General Description:

This course is given in English as it corresponds to a Teaching Unit of the International MSc on Cyber Physical and Social Systems (CPS2): AI and IoT

This lecture aims at understanding the data interoperability issues that arise from the integration of existing application, or the evolution of systems. The students will understand and use the main data formats, query languages, and schema definition languages. They will understand the importance of controlled vocabularies and ontologies, and the importance of relaxing data schemas to enable the injection of additional information in documents. The course combines theory and practice on the following topics:

  • Encoding base data types. Numbers, characters, date and time, languages, quantities and units of measures, colors, etc.
  • Data formats. Delimiter separated values, XML, JSON, YAML, data formats for configuration files, markup, multimedia, or 3D models.
  • Data schemas and semantics. Covering XML and JSON schema, controlled vocabularies and ontologies, the Resource Description Framework, rich structured data.
  • The value of data.

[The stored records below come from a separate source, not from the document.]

use crate::errors::{Error, Result};
use serde::{Deserialize, Serialize};
use std::fmt;
use std::str::FromStr;

/// Validates that a path segment is non-empty and uses the supported alphabet.
pub(crate) fn validate_segment(value: &str, field: &'static str) -> Result<()> {
    if value.trim().is_empty() {
        return Err(Error::EmptyComponent { field });
    }

    if !value
        .chars()
        .all(|c| matches!(c, 'a'..='z' | '0'..='9' | '-' | '_' | '.'))
    {
        return Err(Error::InvalidCharacters {
            field,
            value: value.to_string(),
        });
    }

    Ok(())
}

/// Hierarchical secret identifier, e.g. `secret/db`.
///
/// Paths are `/`-separated lowercase segments, unique per backend namespace.
/// Prefix relationships between paths drive policy evaluation.
#[derive(Debug, Clone, PartialEq, Eq, Hash, PartialOrd, Ord)]
pub struct SecretPath {
    segments: Vec<String>,
}

impl SecretPath {
    /// Parse and validate a path from its string form.
    pub fn parse(input: &str) -> Result<Self> {
        let raw = input.trim().trim_matches('/');
        if raw.is_empty() {
            return Err(Error::EmptyPath);
        }

        let mut segments = Vec::new();
        for segment in raw.split('/') {
            validate_segment(segment, "path segment")?;
            segments.push(segment.to_string());
        }

        Ok(Self { segments })
    }

    /// Borrow the individual segments.
    pub fn segments(&self) -> &[String] {
        &self.segments
    }

    /// Number of segments in the path.
    pub fn depth(&self) -> usize {
        self.segments.len()
    }

    /// Returns true when `prefix` is a segment-wise prefix of this path.
    ///
    /// `secret/db` is a prefix of `secret/db/creds` but `secret/d` is not.
    pub fn starts_with(&self, prefix: &SecretPath) -> bool {
        prefix.segments.len() <= self.segments.len()
            && self
                .segments
                .iter()
                .zip(prefix.segments.iter())
                .all(|(a, b)| a == b)
    }
}

impl fmt::Display for SecretPath {
    fn fmt(&self, f: &mut fmt::Formatter<'_>) -> fmt::Result {
        f.write_str(&self.segments.join("/"))
    }
}

impl FromStr for SecretPath {
    type Err = Error;

    fn from_str(s: &str) -> Result<Self> {
        SecretPath::parse(s)
    }
}

impl TryFrom<&str> for SecretPath {
    type Error = Error;

    fn try_from(value: &str) -> Result<Self> {
        SecretPath::parse(value)
    }
}

impl TryFrom<String> for SecretPath {
    type Error = Error;

    fn try_from(value: String) -> Result<Self> {
        SecretPath::parse(&value)
    }
}

impl Serialize for SecretPath {
    fn serialize<S>(&self, serializer: S) -> std::result::Result<S::Ok, S::Error>
    where
        S: serde::Serializer,
    {
        serializer.serialize_str(&self.to_string())
    }
}

impl<'de> Deserialize<'de> for SecretPath {
    fn deserialize<D>(deserializer: D) -> std::result::Result<Self, D::Error>
    where
        D: serde::Deserializer<'de>,
    {
        let value = String::deserialize(deserializer)?;
        SecretPath::parse(&value).map_err(serde::de::Error::custom)
    }
}
use crate::backend::{SecretsBackend, regenerate_fields};
use crate::errors::{Error, Result};
use crate::path::SecretPath;
use crate::types::SecretValue;
use async_trait::async_trait;
use std::collections::{BTreeMap, HashMap};
use std::sync::Mutex;
use std::time::Duration;

const BACKEND_NAME: &str = "memory";

/// In-process versioned backend for development mode and tests.
#[derive(Debug, Default)]
pub struct MemoryBackend {
    state: Mutex<HashMap<SecretPath, Vec<StoredVersion>>>,
    lease_ttl: Option<Duration>,
}

#[derive(Debug, Clone)]
struct StoredVersion {
    version: u64,
    deleted: bool,
    fields: Option<BTreeMap<String, String>>,
}

impl StoredVersion {
    fn live(version: u64, fields: BTreeMap<String, String>) -> Self {
        Self {
            version,
            deleted: false,
            fields: Some(fields),
        }
    }

    fn tombstone(version: u64) -> Self {
        Self {
            version,
            deleted: true,
            fields: None,
        }
    }
}

impl MemoryBackend {
    pub fn new() -> Self {
        Self::default()
    }

    /// Report a lease duration on fetched values, as a leasing backend would.
    pub fn with_lease_ttl(mut self, ttl: Duration) -> Self {
        self.lease_ttl = Some(ttl);
        self
    }

    fn current_version(versions: &[StoredVersion]) -> u64 {
        versions.last().map(|v| v.version).unwrap_or(0)
    }

    fn live_value(&self, versions: &[StoredVersion]) -> Option<SecretValue> {
        let latest = versions.last()?;
        if latest.deleted {
            return None;
        }
        let fields = latest.fields.clone()?;
        let mut value = SecretValue::new(fields, latest.version);
        if let Some(ttl) = self.lease_ttl {
            value = value.with_lease(ttl);
        }
        Some(value)
    }
}

#[async_trait]
impl SecretsBackend for MemoryBackend {
    fn name(&self) -> &str {
        BACKEND_NAME
    }

    async fn fetch(&self, path: &SecretPath) -> Result<Option<SecretValue>> {
        let state = self.state.lock().expect("memory backend lock poisoned");
        Ok(state
            .get(path)
            .and_then(|versions| self.live_value(versions)))
    }

    async fn store(
        &self,
        path: &SecretPath,
        fields: BTreeMap<String, String>,
        expected_version: Option<u64>,
    ) -> Result<u64> {
        let mut state = self.state.lock().expect("memory backend lock poisoned");
        let versions = state.entry(path.clone()).or_default();
        let current = Self::current_version(versions);

        if let Some(expected) = expected_version {
            if expected != current {
                return Err(Error::Conflict {
                    expected,
                    actual: current,
                });
            }
        }

        let next = current + 1;
        versions.push(StoredVersion::live(next, fields));
        Ok(next)
    }

    async fn rotate(&self, path: &SecretPath) -> Result<SecretValue> {
        let mut state = self.state.lock().expect("memory backend lock poisoned");
        let versions = state.get_mut(path).ok_or_else(|| Error::NotFound {
            path: path.to_string(),
        })?;
        let current = self.live_value(versions).ok_or_else(|| Error::NotFound {
            path: path.to_string(),
        })?;

        let rotated = regenerate_fields(&current.fields);
        let next = Self::current_version(versions) + 1;
        versions.push(StoredVersion::live(next, rotated.clone()));

        let mut value = SecretValue::new(rotated, next);
        if let Some(ttl) = self.lease_ttl {
            value = value.with_lease(ttl);
        }
        Ok(value)
    }

    async fn delete(&self, path: &SecretPath) -> Result<()> {
        let mut state = self.state.lock().expect("memory backend lock poisoned");
        let versions = state.get_mut(path).ok_or_else(|| Error::NotFound {
            path: path.to_string(),
        })?;
        if self.live_value(versions).is_none() {
            return Err(Error::NotFound {
                path: path.to_string(),
            });
        }
        let next = Self::current_version(versions) + 1;
        versions.push(StoredVersion::tombstone(next));
        Ok(())
    }
}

Everything related to data storage and processing, the data value chain, open data, data interoperability, and the European strategy for data.

Key words:

data formats semantic interoperability

Number of teaching hours

20

Fields of study

Computer Science, Information Systems

Teaching language

English

Intended learning outcomes

On completion of the unit, the student will be capable of: Classification level Priority
Know the main data formats 5. Summarise Essential
Understand and use the different datatypes 3. Apply Essential
Know how to use the data query languages for the main data formats 3. Apply Important
Know how to use the data schema description language 3. Apply Important
Understand the importance of using standardized vocabularies 2. Understand Important

Learning assessment methods

Percentage ratio of individual assessment Percentage ratio of group assessment
Written exam: 50 % Project submission: 0 %
Individual oral exam: 0 % Group presentation: 0 %
Individual presentation: 0 % Group practical exercise: 0 %
Individual practical exercise: 0 % Group report: 0 %
Individual report: 50 %
Other(s): 0 %

Programme and content

Type of teaching activity Content, sequencing and organisation
Lectures

Four main lectures: Part 1. Encoding base data types,  Part 2. Data Formats,  Part 3. Data Schemas and Semantics,  Part 4. The Value of Data

Practical Work

Students will gain experience through practical work, where they need to demonstrate their know-how based on screenshots, documents, and programs.